In another showdown between Tsinghua and Peking, covered in the Southern Metropolis Daily as well as on the CCTV program “News 1+1” on Monday night, a high-scoring Guangdong student named Liu Junyan was bombarded by phone calls from both Tsinghua and Peking for three straight days. The newspaper reported that after Mr. Liu chose to enroll at Peking University Guanghua School of Management, the Tsinghua recruiter told him: “The business management program in Peking University is not very good. Tsinghua’s business management is No. 1.”
Mr. Liu said: “The fight over new recruits is understandable because the recruiters are under so much pressure from the schools that they resort to inappropriate ways to attract students. The recruiters should strengthen their self-discipline, and the authorities should ban the universities from smearing one another. Let rationality rule the recruiting process, and let the students enter their dream schools.”
Besides Mr. Liu, other commenters have seized on the deeper implications of the recruitment battle.
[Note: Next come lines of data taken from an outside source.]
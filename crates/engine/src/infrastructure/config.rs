//! Engine configuration from the environment.
//!
//! | Variable | Default |
//! |----------|---------|
//! | `CHARWRIGHT_API_URL` | `http://localhost:8000/api` |
//! | `CHARWRIGHT_TIMEOUT_SECS` | `30` |
//! | `CHARWRIGHT_MAX_RETRIES` | `2` |
//! | `CHARWRIGHT_RETRY_BASE_MS` | `250` |

use std::time::Duration;

use url::Url;

use super::retry::RetryConfig;

pub const DEFAULT_API_URL: &str = "http://localhost:8000/api";
pub const DEFAULT_TIMEOUT_SECS: u64 = 30;

#[derive(Debug, Clone, PartialEq, Eq, thiserror::Error)]
pub enum ConfigError {
    #[error("{var} is not a valid URL: {message}")]
    InvalidUrl { var: &'static str, message: String },
    #[error("{var} must use http or https, got {scheme}")]
    UnsupportedScheme { var: &'static str, scheme: String },
    #[error("{var} must be a non-negative integer, got '{value}'")]
    InvalidNumber { var: &'static str, value: String },
}

#[derive(Debug, Clone, PartialEq)]
pub struct EngineConfig {
    pub api_url: Url,
    pub timeout: Duration,
    pub retry: RetryConfig,
}

impl EngineConfig {
    /// Load `.env` files (if any) and read the environment.
    pub fn from_env() -> Result<Self, ConfigError> {
        load_dotenv();
        Self::from_lookup(|var| std::env::var(var).ok())
    }

    /// Build from an arbitrary variable lookup.
    pub fn from_lookup<F>(lookup: F) -> Result<Self, ConfigError>
    where
        F: Fn(&str) -> Option<String>,
    {
        let raw_url = lookup("CHARWRIGHT_API_URL")
            .map(|s| s.trim().to_string())
            .filter(|s| !s.is_empty())
            .unwrap_or_else(|| DEFAULT_API_URL.to_string());
        let api_url = parse_api_url(&raw_url)?;

        let timeout_secs = number(&lookup, "CHARWRIGHT_TIMEOUT_SECS", DEFAULT_TIMEOUT_SECS)?;
        let defaults = RetryConfig::default();
        let max_retries = number(
            &lookup,
            "CHARWRIGHT_MAX_RETRIES",
            u64::from(defaults.max_retries),
        )?;
        let base_delay_ms = number(&lookup, "CHARWRIGHT_RETRY_BASE_MS", defaults.base_delay_ms)?;

        Ok(Self {
            api_url,
            timeout: Duration::from_secs(timeout_secs),
            retry: RetryConfig {
                max_retries: u32::try_from(max_retries).unwrap_or(u32::MAX),
                base_delay_ms,
                ..defaults
            },
        })
    }
}

fn parse_api_url(raw: &str) -> Result<Url, ConfigError> {
    let url = Url::parse(raw).map_err(|e| ConfigError::InvalidUrl {
        var: "CHARWRIGHT_API_URL",
        message: e.to_string(),
    })?;
    match url.scheme() {
        "http" | "https" => Ok(url),
        other => Err(ConfigError::UnsupportedScheme {
            var: "CHARWRIGHT_API_URL",
            scheme: other.to_string(),
        }),
    }
}

fn number<F>(lookup: &F, var: &'static str, default: u64) -> Result<u64, ConfigError>
where
    F: Fn(&str) -> Option<String>,
{
    match lookup(var).map(|s| s.trim().to_string()) {
        None => Ok(default),
        Some(value) if value.is_empty() => Ok(default),
        Some(value) => value
            .parse()
            .map_err(|_| ConfigError::InvalidNumber { var, value }),
    }
}

/// Load `.env.local` then `.env` from the working directory and the
/// workspace root. Missing files are fine.
fn load_dotenv() {
    let repo_root = std::path::Path::new(env!("CARGO_MANIFEST_DIR"))
        .join("..")
        .join("..");

    for dir in [std::path::PathBuf::from("."), repo_root] {
        for filename in [".env.local", ".env"] {
            let path = dir.join(filename);
            if path.exists() {
                let _ = dotenvy::from_path(path);
            }
        }
    }
}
An unsigned commentary on the Qianjiang Evening News site points out that Chinese universities’ recruiting tactics are so ruthless that they no longer serve the best interest of the students, but that such tactics occur only in a larger context:
Since recruitment is part of university education and not an independent procedure, to some extent it points to the problems in university education. Furthermore, universities are part of the social fabric. Therefore, the idea that ‘score is everything’ represents a materialistic trend closely linked with the materialistic tendencies in our society. The phenomenon that recruiting students has become ‘recruiting scores’ represents a sickness in universities as well as in society.